[Opening Material shown section]

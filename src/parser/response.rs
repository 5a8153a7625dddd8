//! 响应解析
//!
//! 外层是 JSON，`renderedFilteredEvents` 字段内嵌表格标记

use serde::Deserialize;
use tracing::debug;

use crate::domain::EconomicEvent;
use crate::error::{AppError, AppResult};
use crate::parser::extractor::{extract, Extraction};
use crate::parser::markup::RowFragments;

#[derive(Debug, Deserialize)]
struct CalendarEnvelope {
    #[serde(rename = "renderedFilteredEvents")]
    rendered_filtered_events: String,
}

/// 单次解析统计
#[derive(Debug, Clone, Copy, Default, PartialEq, Eq)]
pub struct ParseSummary {
    pub rows: usize,
    pub skipped: usize,
    pub incomplete: usize,
    pub complete: usize,
}

/// 解析一次请求的原始响应，返回完整新闻，保持源顺序
///
/// 外层无法解析（非 JSON 或缺少字段）整体失败，不返回部分结果
pub fn parse_response(raw: &[u8]) -> AppResult<Vec<EconomicEvent>> {
    let envelope: CalendarEnvelope = serde_json::from_slice(raw)
        .map_err(|e| AppError::Parse(format!("invalid calendar envelope: {}", e)))?;

    let (events, summary) = parse_rows(&envelope.rendered_filtered_events);
    debug!(
        "解析日历响应: rows={}, skipped={}, incomplete={}, complete={}",
        summary.rows, summary.skipped, summary.incomplete, summary.complete
    );
    Ok(events)
}

/// 扫描表格标记中的所有行
pub fn parse_rows(text: &str) -> (Vec<EconomicEvent>, ParseSummary) {
    let mut summary = ParseSummary::default();
    let mut events = Vec::new();

    for fragment in RowFragments::new(text) {
        summary.rows += 1;
        match extract(fragment) {
            Extraction::Skipped => summary.skipped += 1,
            Extraction::Incomplete(_) => summary.incomplete += 1,
            Extraction::Complete(event) => {
                summary.complete += 1;
                events.push(event);
            }
        }
    }
    (events, summary)
}

#[cfg(test)]
mod tests {
    use super::*;
    use crate::domain::Volatility;

    const TABLE: &str = concat!(
        r#"<tr id="theDay1573948800"><td class="theDay" colspan="8">Monday, November 18, 2019</td></tr>"#,
        r#"<tr id="eventRowId_1" event_timestamp="2019-11-18 00:30:00">"#,
        r#"<td class="left flagCur noWrap"><span title="Australia" class="ceFlags Australia">&nbsp;</span> AUD</td>"#,
        r#"<td class="left textNum sentiment noWrap" title="Moderate Volatility Expected"></td>"#,
        r#"<td class="left event">House Price Index q/q</td>"#,
        r#"<td id="eventActual_1">2.4%</td><td id="eventForecast_1">1.0%</td><td id="eventPrevious_1">-0.7%</td></tr>"#,
        r#"<tr id="eventRowId_2" event_timestamp="2019-11-18 10:00:00">"#,
        r#"<td class="left textNum sentiment noWrap" title="High Volatility Expected"></td>"#,
        r#"<td class="left event">ECB President Lagarde Speaks</td></tr>"#,
        r#"<tr id="eventRowId_3" event_timestamp="2019-11-18 15:00:00">"#,
        r#"<td class="left flagCur noWrap"><span title="United States" class="ceFlags United_States">&nbsp;</span> USD</td>"#,
        r#"<td class="left textNum sentiment noWrap" title="High Volatility Expected"></td>"#,
        r#"<td class="left event">NAHB Housing Market Index</td>"#,
        r#"<td id="eventActual_3">70</td><td id="eventForecast_3">71</td><td id="eventPrevious_3">71</td></tr>"#,
    );

    #[test]
    fn test_parse_rows_keeps_complete_in_order() {
        let (events, summary) = parse_rows(TABLE);
        assert_eq!(
            summary,
            ParseSummary {
                rows: 4,
                skipped: 1,
                incomplete: 1,
                complete: 2
            }
        );
        assert_eq!(events.len(), 2);
        assert_eq!(events[0].currency, "AUD");
        assert_eq!(events[0].volatility, Volatility::Moderate);
        assert_eq!(events[1].name, "NAHB Housing Market Index");
        assert_eq!(events[1].country, "United States");
        assert_eq!(events[1].actual, Some(70.0));
    }

    #[test]
    fn test_parse_response_envelope() {
        let raw = serde_json::json!({ "renderedFilteredEvents": TABLE, "bind_scroll_handler": true });
        let events = parse_response(raw.to_string().as_bytes()).unwrap();
        assert_eq!(events.len(), 2);
    }

    #[test]
    fn test_parse_response_empty_table() {
        let raw = br#"{"renderedFilteredEvents":""}"#;
        assert!(parse_response(raw).unwrap().is_empty());
    }

    #[test]
    fn test_parse_response_rejects_bad_envelope() {
        assert!(matches!(parse_response(b"<html>502</html>"), Err(AppError::Parse(_))));
        assert!(matches!(parse_response(br#"{"rows":[]}"#), Err(AppError::Parse(_))));
        assert!(matches!(
            parse_response(br#"{"renderedFilteredEvents":42}"#),
            Err(AppError::Parse(_))
        ));
    }
}
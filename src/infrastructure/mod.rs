//! 基础设施层
//!
//! - `sources`: 远程日历数据源（reqwest）
//! - `repositories`: 分片存储实现（SQLite / 内存）与存储门面

pub mod repositories;
pub mod sources;

pub use repositories::{InMemoryShardStore, NewsRepository, SqliteShardStore};
pub use sources::{FetcherConfig, ForexprostoolsClient};
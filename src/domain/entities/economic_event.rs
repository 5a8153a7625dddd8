//! 经济日历事件实体
//!
//! 一条日历新闻：时间、分类、国家/货币以及可选的数值

use serde::{Deserialize, Serialize};

/// 新闻波动性等级
///
/// 序列化为整数：-1 未识别, 0 低, 1 中, 2 高
#[derive(Debug, Clone, Copy, PartialEq, Eq, PartialOrd, Ord, Hash, Serialize, Deserialize)]
#[serde(from = "i32", into = "i32")]
pub enum Volatility {
    /// 源数据中没有或无法识别
    Unset = -1,
    Low = 0,
    Moderate = 1,
    High = 2,
}

impl From<i32> for Volatility {
    fn from(value: i32) -> Self {
        match value {
            0 => Self::Low,
            1 => Self::Moderate,
            2 => Self::High,
            _ => Self::Unset,
        }
    }
}

impl From<Volatility> for i32 {
    fn from(value: Volatility) -> Self {
        value as i32
    }
}

impl Volatility {
    /// 从 sentiment 文本中识别等级，区分大小写，先匹配先得
    pub fn from_sentiment(text: &str) -> Self {
        if text.contains("Low") {
            Self::Low
        } else if text.contains("Moderate") {
            Self::Moderate
        } else if text.contains("High") {
            Self::High
        } else {
            Self::Unset
        }
    }

    pub fn is_set(&self) -> bool {
        *self != Self::Unset
    }

    pub fn as_str(&self) -> &'static str {
        match self {
            Self::Unset => "unset",
            Self::Low => "low",
            Self::Moderate => "moderate",
            Self::High => "high",
        }
    }
}

/// 经济日历事件实体
#[derive(Debug, Clone, PartialEq, Serialize, Deserialize)]
pub struct EconomicEvent {
    /// 事件名称（已规整空白）
    pub name: String,
    /// 货币代码，可能为空
    pub currency: String,
    /// 国家名称，可能为空
    pub country: String,
    pub volatility: Volatility,
    /// 计划发布时间 (Unix 秒, UTC)
    pub timestamp: i64,
    /// 前值
    #[serde(default, skip_serializing_if = "Option::is_none")]
    pub previous: Option<f64>,
    /// 实际值
    #[serde(default, skip_serializing_if = "Option::is_none")]
    pub actual: Option<f64>,
    /// 预期值
    #[serde(default, skip_serializing_if = "Option::is_none")]
    pub forecast: Option<f64>,
}

impl EconomicEvent {
    pub fn new(
        name: impl Into<String>,
        currency: impl Into<String>,
        country: impl Into<String>,
        volatility: Volatility,
        timestamp: i64,
    ) -> Self {
        Self {
            name: name.into(),
            currency: currency.into(),
            country: country.into(),
            volatility,
            timestamp,
            previous: None,
            actual: None,
            forecast: None,
        }
    }

    pub fn with_values(
        mut self,
        previous: Option<f64>,
        actual: Option<f64>,
        forecast: Option<f64>,
    ) -> Self {
        self.previous = previous;
        self.actual = actual;
        self.forecast = forecast;
        self
    }

    /// 至少有一个数值
    pub fn has_data(&self) -> bool {
        self.previous.is_some() || self.actual.is_some() || self.forecast.is_some()
    }

    /// 事件是否与货币匹配
    pub fn matches_currency(&self, currency: &str) -> bool {
        !self.currency.is_empty() && self.currency == currency
    }
}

[Closing Material shown section]

Your task: Repeat, character for character, the lines of the material above from the line with "use crate::domain::EconomicEvent;" through the line with "#[derive(Debug, Clone, Copy, Default, PartialEq, Eq)]".

Solved problem:
use crate::domain::EconomicEvent;
use crate::error::{AppError, AppResult};
use crate::parser::extractor::{extract, Extraction};
use crate::parser::markup::RowFragments;

#[derive(Debug, Deserialize)]
struct CalendarEnvelope {
    #[serde(rename = "renderedFilteredEvents")]
    rendered_filtered_events: String,
}

/// 单次解析统计
#[derive(Debug, Clone, Copy, Default, PartialEq, Eq)]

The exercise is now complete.